■ WORK REQUIRED: Working from the entries below, count every line that includes the word "previous". Return the figure alone.

■ EXERCISE INPUTS:

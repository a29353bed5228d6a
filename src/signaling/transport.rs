//! Signaling transport
//!
//! WebSocket client connection to the signaling relay. The core only sees
//! a message-in/message-out channel with connect/disconnect primitives;
//! frame parsing and the outbound writer queue live here.

use super::SignalingMessage;
use crate::session::SessionError;
use async_trait::async_trait;
use futures::{SinkExt, StreamExt};
use log::{info, warn};
use std::sync::atomic::{AtomicBool, Ordering};
use std::sync::Arc;
use tokio::sync::{broadcast, mpsc, Mutex};
use tokio::task::JoinHandle;
use tokio_tungstenite::connect_async;
use tokio_tungstenite::tungstenite::protocol::Message;

/// Duplex signaling channel to the relay.
#[async_trait]
pub trait SignalingTransport: Send + Sync {
    /// Open the relay connection. Replaces any previous connection.
    async fn connect(&self, url: &str) -> Result<(), SessionError>;

    /// Close the relay connection.
    async fn disconnect(&self) -> Result<(), SessionError>;

    /// Queue one message for transmission.
    async fn send(&self, message: &SignalingMessage) -> Result<(), SessionError>;

    /// Subscribe to inbound messages.
    fn subscribe(&self) -> broadcast::Receiver<SignalingMessage>;

    fn is_connected(&self) -> bool;
}

struct Connection {
    outbound: mpsc::UnboundedSender<Message>,
    reader: JoinHandle<()>,
    writer: JoinHandle<()>,
}

/// WebSocket client implementation of [`SignalingTransport`].
pub struct WebSocketSignaling {
    inbound: broadcast::Sender<SignalingMessage>,
    connection: Mutex<Option<Connection>>,
    connected: Arc<AtomicBool>,
}

impl WebSocketSignaling {
    pub fn new() -> Self {
        let (inbound, _) = broadcast::channel(64);
        Self {
            inbound,
            connection: Mutex::new(None),
            connected: Arc::new(AtomicBool::new(false)),
        }
    }
}

impl Default for WebSocketSignaling {
    fn default() -> Self {
        Self::new()
    }
}

#[async_trait]
impl SignalingTransport for WebSocketSignaling {
    async fn connect(&self, url: &str) -> Result<(), SessionError> {
        let mut slot = self.connection.lock().await;
        if let Some(previous) = slot.take() {
            previous.reader.abort();
            previous.writer.abort();
        }

        let (ws_stream, _) = connect_async(url).await.map_err(|e| {
            SessionError::TransportUnavailable(format!("Failed to connect to {}: {}", url, e))
        })?;
        info!("Signaling connected to {}", url);

        let (mut write, mut read) = ws_stream.split();
        let (outbound_tx, mut outbound_rx) = mpsc::unbounded_channel::<Message>();

        let writer = tokio::spawn(async move {
            while let Some(message) = outbound_rx.recv().await {
                if write.send(message).await.is_err() {
                    break;
                }
            }
        });

        let inbound = self.inbound.clone();
        let connected = self.connected.clone();
        let reader = tokio::spawn(async move {
            while let Some(frame) = read.next().await {
                match frame {
                    Ok(Message::Text(text)) => match SignalingMessage::decode_frame(&text) {
                        Ok(Some(message)) => {
                            let _ = inbound.send(message);
                        }
                        Ok(None) => {}
                        Err(e) => warn!("Dropping malformed signaling frame: {}", e),
                    },
                    Ok(Message::Close(_)) => {
                        info!("Signaling connection closed by relay");
                        break;
                    }
                    // Binary, ping and pong frames are not part of the protocol.
                    Ok(_) => {}
                    Err(e) => {
                        warn!("Signaling read error: {}", e);
                        break;
                    }
                }
            }
            connected.store(false, Ordering::SeqCst);
        });

        self.connected.store(true, Ordering::SeqCst);
        *slot = Some(Connection {
            outbound: outbound_tx,
            reader,
            writer,
        });
        Ok(())
    }

    async fn disconnect(&self) -> Result<(), SessionError> {
        let mut slot = self.connection.lock().await;
        if let Some(connection) = slot.take() {
            let _ = connection.outbound.send(Message::Close(None));
            connection.reader.abort();
            // The writer drains the close frame and exits once the outbound
            // sender is dropped with the Connection.
        }
        self.connected.store(false, Ordering::SeqCst);
        Ok(())
    }

    async fn send(&self, message: &SignalingMessage) -> Result<(), SessionError> {
        let json = message.to_json()?;
        let slot = self.connection.lock().await;
        let connection = slot.as_ref().ok_or_else(|| {
            SessionError::TransportUnavailable("signaling transport is not connected".to_string())
        })?;
        if !self.is_connected() {
            return Err(SessionError::TransportUnavailable(
                "signaling connection is closed".to_string(),
            ));
        }
        connection.outbound.send(Message::Text(json)).map_err(|_| {
            SessionError::TransportUnavailable("signaling writer task is gone".to_string())
        })
    }

    fn subscribe(&self) -> broadcast::Receiver<SignalingMessage> {
        self.inbound.subscribe()
    }

    fn is_connected(&self) -> bool {
        self.connected.load(Ordering::SeqCst)
    }
}

#[cfg(test)]
mod tests {
    use super::*;

    #[tokio::test]
    async fn send_without_connection_fails() {
        let transport = WebSocketSignaling::new();
        assert!(!transport.is_connected());
        let result = transport
            .send(&SignalingMessage::heartbeat("s-1", 1))
            .await;
        assert!(matches!(
            result,
            Err(SessionError::TransportUnavailable(_))
        ));
    }

    #[tokio::test]
    async fn disconnect_is_idempotent() {
        let transport = WebSocketSignaling::new();
        assert!(transport.disconnect().await.is_ok());
        assert!(transport.disconnect().await.is_ok());
    }
}
//! Data channel event pipe
//!
//! Serializes remote input events for the session data channel and decodes
//! them on the way in. The channel is reliable and ordered, so delivery
//! order is the emission order; this layer adds nothing but the codec.

use super::negotiator::DataChannel;
use super::SessionError;
use serde::{Deserialize, Serialize};
use std::sync::Arc;

/// Touch contact lifecycle.
#[derive(Debug, Clone, Copy, PartialEq, Eq, Serialize, Deserialize)]
#[serde(rename_all = "snake_case")]
pub enum TouchPhase {
    Down,
    Move,
    Up,
    Cancel,
}

#[derive(Debug, Clone, Copy, PartialEq, Eq, Serialize, Deserialize)]
#[serde(rename_all = "snake_case")]
pub enum GestureKind {
    Tap,
    LongPress,
    Pinch,
    Swipe,
}

/// Remote input event union carried over the data channel.
#[derive(Debug, Clone, PartialEq, Serialize, Deserialize)]
#[serde(tag = "type", rename_all = "snake_case", rename_all_fields = "camelCase")]
pub enum RemoteEvent {
    Touch {
        phase: TouchPhase,
        x: f32,
        y: f32,
        #[serde(default)]
        pointer: u32,
    },
    Key {
        keycode: u32,
        pressed: bool,
    },
    Scroll {
        x: f32,
        y: f32,
        delta_x: f32,
        delta_y: f32,
    },
    Gesture {
        kind: GestureKind,
        x: f32,
        y: f32,
        #[serde(default = "default_scale")]
        scale: f32,
    },
}

fn default_scale() -> f32 {
    1.0
}

impl RemoteEvent {
    pub fn encode(&self) -> Result<Vec<u8>, SessionError> {
        serde_json::to_vec(self)
            .map_err(|e| SessionError::DataChannelError(format!("Failed to encode event: {}", e)))
    }

    pub fn decode(payload: &[u8]) -> Result<Self, SessionError> {
        serde_json::from_slice(payload)
            .map_err(|e| SessionError::DataChannelError(format!("Failed to decode event: {}", e)))
    }
}

/// Event send half over one session data channel. Receiving is handled by
/// the session manager, which decodes inbound channel messages into an
/// ordered stream.
#[derive(Clone)]
pub struct EventPipe {
    channel: Arc<dyn DataChannel>,
}

impl EventPipe {
    pub fn new(channel: Arc<dyn DataChannel>) -> Self {
        Self { channel }
    }

    pub fn is_open(&self) -> bool {
        self.channel.is_open()
    }

    /// Encode and send one event. Failures are reported to the caller and
    /// never retried here.
    pub async fn send(&self, event: &RemoteEvent) -> Result<(), SessionError> {
        if !self.channel.is_open() {
            return Err(SessionError::DataChannelError(
                "channel is not open".to_string(),
            ));
        }
        self.channel.send(&event.encode()?).await
    }

    pub async fn close(&self) -> Result<(), SessionError> {
        self.channel.close().await
    }
}

#[cfg(test)]
mod tests {
    use super::*;
    use async_trait::async_trait;
    use parking_lot::Mutex;
    use std::sync::atomic::{AtomicBool, Ordering};

    struct StubChannel {
        open: AtomicBool,
        sent: Mutex<Vec<Vec<u8>>>,
    }

    impl StubChannel {
        fn new(open: bool) -> Arc<Self> {
            Arc::new(Self {
                open: AtomicBool::new(open),
                sent: Mutex::new(Vec::new()),
            })
        }
    }

    #[async_trait]
    impl DataChannel for StubChannel {
        fn label(&self) -> String {
            "events".to_string()
        }

        fn is_open(&self) -> bool {
            self.open.load(Ordering::SeqCst)
        }

        async fn send(&self, payload: &[u8]) -> Result<(), SessionError> {
            self.sent.lock().push(payload.to_vec());
            Ok(())
        }

        async fn close(&self) -> Result<(), SessionError> {
            self.open.store(false, Ordering::SeqCst);
            Ok(())
        }
    }

    #[test]
    fn events_roundtrip() {
        let events = vec![
            RemoteEvent::Touch {
                phase: TouchPhase::Down,
                x: 0.25,
                y: 0.75,
                pointer: 1,
            },
            RemoteEvent::Key {
                keycode: 0xff0d,
                pressed: true,
            },
            RemoteEvent::Scroll {
                x: 0.5,
                y: 0.5,
                delta_x: 0.0,
                delta_y: -3.0,
            },
            RemoteEvent::Gesture {
                kind: GestureKind::Pinch,
                x: 0.5,
                y: 0.5,
                scale: 1.4,
            },
        ];

        for event in events {
            let decoded = RemoteEvent::decode(&event.encode().unwrap()).unwrap();
            assert_eq!(decoded, event);
        }
    }

    #[test]
    fn decode_rejects_garbage() {
        assert!(RemoteEvent::decode(b"\x00\x01\x02").is_err());
        assert!(RemoteEvent::decode(b"{\"type\":\"warp\"}").is_err());
    }

    #[tokio::test]
    async fn send_requires_open_channel() {
        let channel = StubChannel::new(false);
        let pipe = EventPipe::new(channel.clone());
        let event = RemoteEvent::Key {
            keycode: 65,
            pressed: false,
        };

        let result = pipe.send(&event).await;
        assert!(matches!(result, Err(SessionError::DataChannelError(_))));
        assert!(channel.sent.lock().is_empty());
    }

    #[tokio::test]
    async fn send_encodes_onto_the_channel() {
        let channel = StubChannel::new(true);
        let pipe = EventPipe::new(channel.clone());
        let event = RemoteEvent::Touch {
            phase: TouchPhase::Move,
            x: 0.1,
            y: 0.9,
            pointer: 0,
        };

        pipe.send(&event).await.unwrap();
        let sent = channel.sent.lock();
        assert_eq!(sent.len(), 1);
        assert_eq!(RemoteEvent::decode(&sent[0]).unwrap(), event);
    }
}
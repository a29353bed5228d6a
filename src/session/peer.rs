//! webrtc-rs backed peer transport
//!
//! Production implementation of the peer transport seam on top of
//! RTCPeerConnection. Handles API construction, ICE server configuration
//! and the callback-to-event-channel wiring.

use super::negotiator::{
    DataChannel, IceCandidateInit, PeerConnectionState, PeerConnector, PeerEvent, PeerTransport,
    SdpKind, SessionDescription,
};
use super::SessionError;
use crate::config::{IceServerConfig, WebRtcConfig};
use async_trait::async_trait;
use bytes::Bytes;
use log::warn;
use std::sync::Arc;
use tokio::sync::mpsc;
use webrtc::api::interceptor_registry::register_default_interceptors;
use webrtc::api::media_engine::MediaEngine;
use webrtc::api::setting_engine::SettingEngine;
use webrtc::api::APIBuilder;
use webrtc::data_channel::data_channel_init::RTCDataChannelInit;
use webrtc::data_channel::data_channel_state::RTCDataChannelState;
use webrtc::data_channel::RTCDataChannel;
use webrtc::ice_transport::ice_candidate::RTCIceCandidateInit;
use webrtc::ice_transport::ice_server::RTCIceServer;
use webrtc::interceptor::registry::Registry;
use webrtc::peer_connection::configuration::RTCConfiguration;
use webrtc::peer_connection::peer_connection_state::RTCPeerConnectionState;
use webrtc::peer_connection::sdp::session_description::RTCSessionDescription;
use webrtc::peer_connection::RTCPeerConnection;

/// Builds RTCPeerConnection-backed transports from the configured ICE
/// settings.
pub struct RtcPeerConnector {
    config: WebRtcConfig,
}

impl RtcPeerConnector {
    pub fn new(config: WebRtcConfig) -> Self {
        Self { config }
    }
}

#[async_trait]
impl PeerConnector for RtcPeerConnector {
    async fn connect_peer(
        &self,
        events: mpsc::UnboundedSender<PeerEvent>,
    ) -> Result<Arc<dyn PeerTransport>, SessionError> {
        let mut media_engine = MediaEngine::default();
        media_engine.register_default_codecs().map_err(|e| {
            SessionError::NegotiationFailed(format!("Failed to register codecs: {}", e))
        })?;

        let mut registry = Registry::new();
        registry = register_default_interceptors(registry, &mut media_engine).map_err(|e| {
            SessionError::NegotiationFailed(format!("Failed to register interceptors: {}", e))
        })?;

        let api = APIBuilder::new()
            .with_media_engine(media_engine)
            .with_interceptor_registry(registry)
            .with_setting_engine(SettingEngine::default())
            .build();

        let ice_servers = effective_ice_servers(&self.config)
            .iter()
            .map(|server| RTCIceServer {
                urls: server.urls.clone(),
                username: server.username.clone().unwrap_or_default(),
                credential: server.credential.clone().unwrap_or_default(),
                ..Default::default()
            })
            .collect();

        let rtc_config = RTCConfiguration {
            ice_servers,
            ..Default::default()
        };

        let peer_connection = Arc::new(api.new_peer_connection(rtc_config).await.map_err(|e| {
            SessionError::NegotiationFailed(format!("Failed to create peer connection: {}", e))
        })?);

        let tx = events.clone();
        peer_connection.on_ice_candidate(Box::new(move |candidate| {
            let tx = tx.clone();
            Box::pin(async move {
                if let Some(candidate) = candidate {
                    match candidate.to_json() {
                        Ok(json) => {
                            let _ = tx.send(PeerEvent::IceCandidate(IceCandidateInit {
                                candidate: json.candidate,
                                sdp_mid: json.sdp_mid,
                                sdp_mline_index: json.sdp_mline_index,
                            }));
                        }
                        Err(e) => warn!("Failed to serialize ICE candidate: {}", e),
                    }
                }
            })
        }));

        let tx = events.clone();
        peer_connection.on_peer_connection_state_change(Box::new(move |state| {
            let tx = tx.clone();
            Box::pin(async move {
                let _ = tx.send(PeerEvent::StateChange(map_peer_state(state)));
            })
        }));

        // Channels created by the remote side surface here; locally created
        // ones are wired in create_data_channel.
        let tx = events.clone();
        peer_connection.on_data_channel(Box::new(move |channel| {
            let tx = tx.clone();
            Box::pin(async move {
                wire_channel_callbacks(&channel, &tx);
            })
        }));

        Ok(Arc::new(RtcPeerTransport {
            peer_connection,
            events,
        }))
    }
}

fn map_peer_state(state: RTCPeerConnectionState) -> PeerConnectionState {
    match state {
        RTCPeerConnectionState::New => PeerConnectionState::New,
        RTCPeerConnectionState::Connecting => PeerConnectionState::Connecting,
        RTCPeerConnectionState::Connected => PeerConnectionState::Connected,
        RTCPeerConnectionState::Disconnected => PeerConnectionState::Disconnected,
        RTCPeerConnectionState::Failed => PeerConnectionState::Failed,
        RTCPeerConnectionState::Closed => PeerConnectionState::Closed,
        _ => PeerConnectionState::New,
    }
}

fn wire_channel_callbacks(channel: &Arc<RTCDataChannel>, events: &mpsc::UnboundedSender<PeerEvent>) {
    let label = channel.label().to_string();
    let tx = events.clone();
    channel.on_open(Box::new(move || {
        let tx = tx.clone();
        let label = label.clone();
        Box::pin(async move {
            let _ = tx.send(PeerEvent::ChannelOpen(label));
        })
    }));

    let tx = events.clone();
    channel.on_message(Box::new(move |message| {
        let tx = tx.clone();
        Box::pin(async move {
            let _ = tx.send(PeerEvent::ChannelMessage(message.data.to_vec()));
        })
    }));
}

/// Resolve the ICE server list: explicit servers win, otherwise stun/turn
/// host settings are assembled into server entries.
fn effective_ice_servers(config: &WebRtcConfig) -> Vec<IceServerConfig> {
    let mut servers = Vec::new();

    let has_stun = !config.stun_host.is_empty() && config.stun_port != 0;
    if has_stun {
        servers.push(IceServerConfig {
            urls: vec![format!("stun:{}:{}", config.stun_host, config.stun_port)],
            username: None,
            credential: None,
        });
    }

    if !config.turn_host.is_empty() {
        let scheme = if config.turn_tls { "turns" } else { "turn" };
        let transport = if config.turn_protocol.is_empty() {
            "udp"
        } else {
            config.turn_protocol.as_str()
        };
        let url = format!(
            "{}:{}:{}?transport={}",
            scheme, config.turn_host, config.turn_port, transport
        );

        let (username, credential) =
            if !config.turn_username.is_empty() && !config.turn_password.is_empty() {
                (
                    Some(config.turn_username.clone()),
                    Some(config.turn_password.clone()),
                )
            } else {
                (None, None)
            };

        servers.push(IceServerConfig {
            urls: vec![url],
            username,
            credential,
        });
    }

    if servers.is_empty() {
        return config.ice_servers.clone();
    }
    servers
}

/// One RTCPeerConnection behind the [`PeerTransport`] seam.
pub struct RtcPeerTransport {
    peer_connection: Arc<RTCPeerConnection>,
    events: mpsc::UnboundedSender<PeerEvent>,
}

fn to_rtc_description(desc: SessionDescription) -> Result<RTCSessionDescription, SessionError> {
    match desc.kind {
        SdpKind::Offer => RTCSessionDescription::offer(desc.sdp),
        SdpKind::Answer => RTCSessionDescription::answer(desc.sdp),
    }
    .map_err(|e| SessionError::SdpError(format!("Invalid session description: {}", e)))
}

#[async_trait]
impl PeerTransport for RtcPeerTransport {
    async fn create_offer(&self) -> Result<SessionDescription, SessionError> {
        let offer = self
            .peer_connection
            .create_offer(None)
            .await
            .map_err(|e| SessionError::SdpError(format!("Failed to create offer: {}", e)))?;
        Ok(SessionDescription::offer(offer.sdp))
    }

    async fn create_answer(&self) -> Result<SessionDescription, SessionError> {
        let answer = self
            .peer_connection
            .create_answer(None)
            .await
            .map_err(|e| SessionError::SdpError(format!("Failed to create answer: {}", e)))?;
        Ok(SessionDescription::answer(answer.sdp))
    }

    async fn set_local_description(&self, desc: SessionDescription) -> Result<(), SessionError> {
        let rtc_desc = to_rtc_description(desc)?;
        self.peer_connection
            .set_local_description(rtc_desc)
            .await
            .map_err(|e| SessionError::SdpError(format!("Failed to set local description: {}", e)))
    }

    async fn set_remote_description(&self, desc: SessionDescription) -> Result<(), SessionError> {
        let rtc_desc = to_rtc_description(desc)?;
        self.peer_connection
            .set_remote_description(rtc_desc)
            .await
            .map_err(|e| SessionError::SdpError(format!("Failed to set remote description: {}", e)))
    }

    async fn apply_ice_candidate(&self, candidate: &IceCandidateInit) -> Result<(), SessionError> {
        let candidate_init = RTCIceCandidateInit {
            candidate: candidate.candidate.clone(),
            sdp_mid: candidate.sdp_mid.clone(),
            sdp_mline_index: candidate.sdp_mline_index,
            username_fragment: None,
        };
        self.peer_connection
            .add_ice_candidate(candidate_init)
            .await
            .map_err(|e| SessionError::IceError(format!("Failed to add ICE candidate: {}", e)))
    }

    async fn create_data_channel(
        &self,
        label: &str,
        ordered: bool,
        protocol: &str,
    ) -> Result<Arc<dyn DataChannel>, SessionError> {
        let init = RTCDataChannelInit {
            ordered: Some(ordered),
            protocol: Some(protocol.to_string()),
            ..Default::default()
        };
        let channel = self
            .peer_connection
            .create_data_channel(label, Some(init))
            .await
            .map_err(|e| {
                SessionError::DataChannelError(format!("Failed to create data channel: {}", e))
            })?;
        wire_channel_callbacks(&channel, &self.events);
        Ok(Arc::new(RtcDataChannel { inner: channel }))
    }

    async fn close(&self) -> Result<(), SessionError> {
        self.peer_connection.close().await.map_err(|e| {
            SessionError::NegotiationFailed(format!("Failed to close peer connection: {}", e))
        })
    }
}

/// RTCDataChannel behind the [`DataChannel`] seam.
pub struct RtcDataChannel {
    inner: Arc<RTCDataChannel>,
}

#[async_trait]
impl DataChannel for RtcDataChannel {
    fn label(&self) -> String {
        self.inner.label().to_string()
    }

    fn is_open(&self) -> bool {
        self.inner.ready_state() == RTCDataChannelState::Open
    }

    async fn send(&self, payload: &[u8]) -> Result<(), SessionError> {
        if !self.is_open() {
            return Err(SessionError::DataChannelError(
                "channel is not open".to_string(),
            ));
        }
        self.inner
            .send(&Bytes::copy_from_slice(payload))
            .await
            .map(|_| ())
            .map_err(|e| SessionError::DataChannelError(format!("Send failed: {}", e)))
    }

    async fn close(&self) -> Result<(), SessionError> {
        self.inner
            .close()
            .await
            .map_err(|e| SessionError::DataChannelError(format!("Close failed: {}", e)))
    }
}

#[cfg(test)]
mod tests {
    use super::*;

    fn base_config() -> WebRtcConfig {
        WebRtcConfig {
            stun_host: String::new(),
            stun_port: 0,
            turn_host: String::new(),
            turn_port: 3478,
            turn_username: String::new(),
            turn_password: String::new(),
            turn_tls: false,
            turn_protocol: String::new(),
            ice_servers: Vec::new(),
        }
    }

    #[test]
    fn stun_and_turn_settings_become_ice_servers() {
        let mut config = base_config();
        config.stun_host = "stun.example.org".to_string();
        config.stun_port = 19302;
        config.turn_host = "turn.example.org".to_string();
        config.turn_username = "user".to_string();
        config.turn_password = "secret".to_string();

        let servers = effective_ice_servers(&config);
        assert_eq!(servers.len(), 2);
        assert_eq!(servers[0].urls, vec!["stun:stun.example.org:19302"]);
        assert_eq!(
            servers[1].urls,
            vec!["turn:turn.example.org:3478?transport=udp"]
        );
        assert_eq!(servers[1].username.as_deref(), Some("user"));
    }

    #[test]
    fn explicit_ice_servers_are_the_fallback() {
        let mut config = base_config();
        config.ice_servers = vec![IceServerConfig {
            urls: vec!["stun:fallback.example.org:3478".to_string()],
            username: None,
            credential: None,
        }];

        let servers = effective_ice_servers(&config);
        assert_eq!(servers.len(), 1);
        assert_eq!(servers[0].urls, vec!["stun:fallback.example.org:3478"]);
    }
}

■ OUTPUT OF THE EXERCISE: 4